__ACTION ITEM__
From the entries below, reproduce exactly the line containing "become empty cells.", the line containing "companies: &[CompanyInsight]) ->", and every line in between, with nothing added.
**** DATA SUPPLIED
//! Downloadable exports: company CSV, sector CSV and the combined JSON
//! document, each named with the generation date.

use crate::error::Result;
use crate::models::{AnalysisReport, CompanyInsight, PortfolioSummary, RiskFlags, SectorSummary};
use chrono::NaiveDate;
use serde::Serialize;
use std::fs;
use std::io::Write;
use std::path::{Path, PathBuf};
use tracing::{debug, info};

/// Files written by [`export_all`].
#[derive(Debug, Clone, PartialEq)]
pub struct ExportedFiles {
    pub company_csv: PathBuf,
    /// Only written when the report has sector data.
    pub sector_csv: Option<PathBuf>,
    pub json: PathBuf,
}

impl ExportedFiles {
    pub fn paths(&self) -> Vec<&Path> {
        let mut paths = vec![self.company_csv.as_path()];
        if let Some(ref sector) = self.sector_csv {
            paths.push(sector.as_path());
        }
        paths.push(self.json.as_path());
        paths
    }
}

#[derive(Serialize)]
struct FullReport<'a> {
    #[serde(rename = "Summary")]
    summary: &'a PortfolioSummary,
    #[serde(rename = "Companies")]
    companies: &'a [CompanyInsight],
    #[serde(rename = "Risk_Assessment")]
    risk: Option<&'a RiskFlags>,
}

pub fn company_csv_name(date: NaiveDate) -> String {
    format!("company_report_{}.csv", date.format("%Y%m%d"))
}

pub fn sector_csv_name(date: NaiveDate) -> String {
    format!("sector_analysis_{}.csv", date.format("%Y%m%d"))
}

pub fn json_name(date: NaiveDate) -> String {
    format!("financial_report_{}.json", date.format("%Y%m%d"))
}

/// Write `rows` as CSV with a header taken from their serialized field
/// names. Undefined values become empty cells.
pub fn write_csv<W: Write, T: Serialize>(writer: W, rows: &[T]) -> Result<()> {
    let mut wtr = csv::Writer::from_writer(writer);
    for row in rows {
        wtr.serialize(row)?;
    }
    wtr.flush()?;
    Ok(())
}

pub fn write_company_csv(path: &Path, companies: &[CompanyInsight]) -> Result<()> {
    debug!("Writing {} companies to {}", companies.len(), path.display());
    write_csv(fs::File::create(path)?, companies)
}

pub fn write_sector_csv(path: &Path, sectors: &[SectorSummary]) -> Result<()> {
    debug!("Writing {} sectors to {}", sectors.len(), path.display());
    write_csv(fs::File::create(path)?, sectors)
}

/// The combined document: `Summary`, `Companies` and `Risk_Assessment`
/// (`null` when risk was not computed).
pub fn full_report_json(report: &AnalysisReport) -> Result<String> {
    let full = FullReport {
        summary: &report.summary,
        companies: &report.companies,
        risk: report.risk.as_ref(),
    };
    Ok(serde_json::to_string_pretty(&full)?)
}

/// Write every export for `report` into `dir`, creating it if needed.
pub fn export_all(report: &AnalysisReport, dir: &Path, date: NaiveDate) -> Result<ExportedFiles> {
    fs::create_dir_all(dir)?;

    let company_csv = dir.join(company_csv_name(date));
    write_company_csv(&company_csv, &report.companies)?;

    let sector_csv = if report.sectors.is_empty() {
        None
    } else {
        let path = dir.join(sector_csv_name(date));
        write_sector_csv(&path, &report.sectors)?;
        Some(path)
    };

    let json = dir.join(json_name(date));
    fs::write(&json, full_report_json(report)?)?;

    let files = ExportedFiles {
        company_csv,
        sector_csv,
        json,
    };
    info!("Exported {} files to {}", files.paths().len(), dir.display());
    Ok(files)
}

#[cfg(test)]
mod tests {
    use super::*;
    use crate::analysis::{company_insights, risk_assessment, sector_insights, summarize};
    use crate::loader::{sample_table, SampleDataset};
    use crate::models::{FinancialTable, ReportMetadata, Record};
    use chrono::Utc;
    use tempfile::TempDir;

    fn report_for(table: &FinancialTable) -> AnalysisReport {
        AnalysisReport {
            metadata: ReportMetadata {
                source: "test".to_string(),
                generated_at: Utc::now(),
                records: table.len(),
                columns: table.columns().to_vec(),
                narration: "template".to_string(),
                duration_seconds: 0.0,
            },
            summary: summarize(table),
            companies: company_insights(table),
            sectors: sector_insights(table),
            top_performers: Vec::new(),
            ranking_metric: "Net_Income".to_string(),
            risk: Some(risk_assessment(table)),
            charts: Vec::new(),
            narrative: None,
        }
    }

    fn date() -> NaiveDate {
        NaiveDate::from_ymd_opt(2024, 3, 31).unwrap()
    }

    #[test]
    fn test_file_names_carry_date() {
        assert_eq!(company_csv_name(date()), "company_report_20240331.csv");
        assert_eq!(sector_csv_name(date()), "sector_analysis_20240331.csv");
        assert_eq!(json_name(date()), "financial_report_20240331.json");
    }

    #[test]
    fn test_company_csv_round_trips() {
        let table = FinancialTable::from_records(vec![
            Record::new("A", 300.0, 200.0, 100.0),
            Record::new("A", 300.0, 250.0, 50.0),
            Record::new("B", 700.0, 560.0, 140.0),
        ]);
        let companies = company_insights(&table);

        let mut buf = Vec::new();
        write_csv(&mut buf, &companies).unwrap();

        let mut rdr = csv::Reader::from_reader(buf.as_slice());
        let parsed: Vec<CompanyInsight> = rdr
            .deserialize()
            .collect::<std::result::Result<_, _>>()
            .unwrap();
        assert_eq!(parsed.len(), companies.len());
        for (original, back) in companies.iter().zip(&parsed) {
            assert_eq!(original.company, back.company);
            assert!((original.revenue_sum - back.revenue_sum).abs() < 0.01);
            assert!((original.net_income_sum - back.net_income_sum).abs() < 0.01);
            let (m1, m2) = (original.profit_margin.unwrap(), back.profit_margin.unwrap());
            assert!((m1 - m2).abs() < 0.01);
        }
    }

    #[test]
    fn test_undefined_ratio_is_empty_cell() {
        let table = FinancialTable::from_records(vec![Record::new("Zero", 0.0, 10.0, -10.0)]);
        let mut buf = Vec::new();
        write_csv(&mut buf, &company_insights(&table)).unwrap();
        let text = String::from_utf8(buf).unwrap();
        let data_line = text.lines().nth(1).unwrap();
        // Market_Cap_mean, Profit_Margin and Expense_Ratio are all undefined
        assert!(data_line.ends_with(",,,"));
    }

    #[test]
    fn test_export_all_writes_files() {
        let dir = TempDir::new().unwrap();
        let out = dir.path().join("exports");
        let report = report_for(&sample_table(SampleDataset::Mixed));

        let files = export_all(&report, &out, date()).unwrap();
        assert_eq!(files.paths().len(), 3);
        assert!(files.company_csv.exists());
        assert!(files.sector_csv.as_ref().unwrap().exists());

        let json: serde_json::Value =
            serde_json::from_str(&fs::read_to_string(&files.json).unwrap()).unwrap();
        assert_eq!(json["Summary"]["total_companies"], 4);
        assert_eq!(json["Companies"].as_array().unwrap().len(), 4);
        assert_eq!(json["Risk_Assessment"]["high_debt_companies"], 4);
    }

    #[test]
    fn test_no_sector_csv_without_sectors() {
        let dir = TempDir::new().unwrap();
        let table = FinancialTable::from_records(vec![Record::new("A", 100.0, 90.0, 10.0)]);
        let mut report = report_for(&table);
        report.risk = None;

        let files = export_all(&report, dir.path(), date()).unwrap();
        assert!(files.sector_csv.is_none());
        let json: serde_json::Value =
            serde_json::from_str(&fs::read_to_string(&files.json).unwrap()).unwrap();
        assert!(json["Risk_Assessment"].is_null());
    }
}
********
__OUTPUT OF THE EXERCISE__
/// names. Undefined values become empty cells.
pub fn write_csv<W: Write, T: Serialize>(writer: W, rows: &[T]) -> Result<()> {
    let mut wtr = csv::Writer::from_writer(writer);
    for row in rows {
        wtr.serialize(row)?;
    }
    wtr.flush()?;
    Ok(())
}

pub fn write_company_csv(path: &Path, companies: &[CompanyInsight]) -> Result<()> {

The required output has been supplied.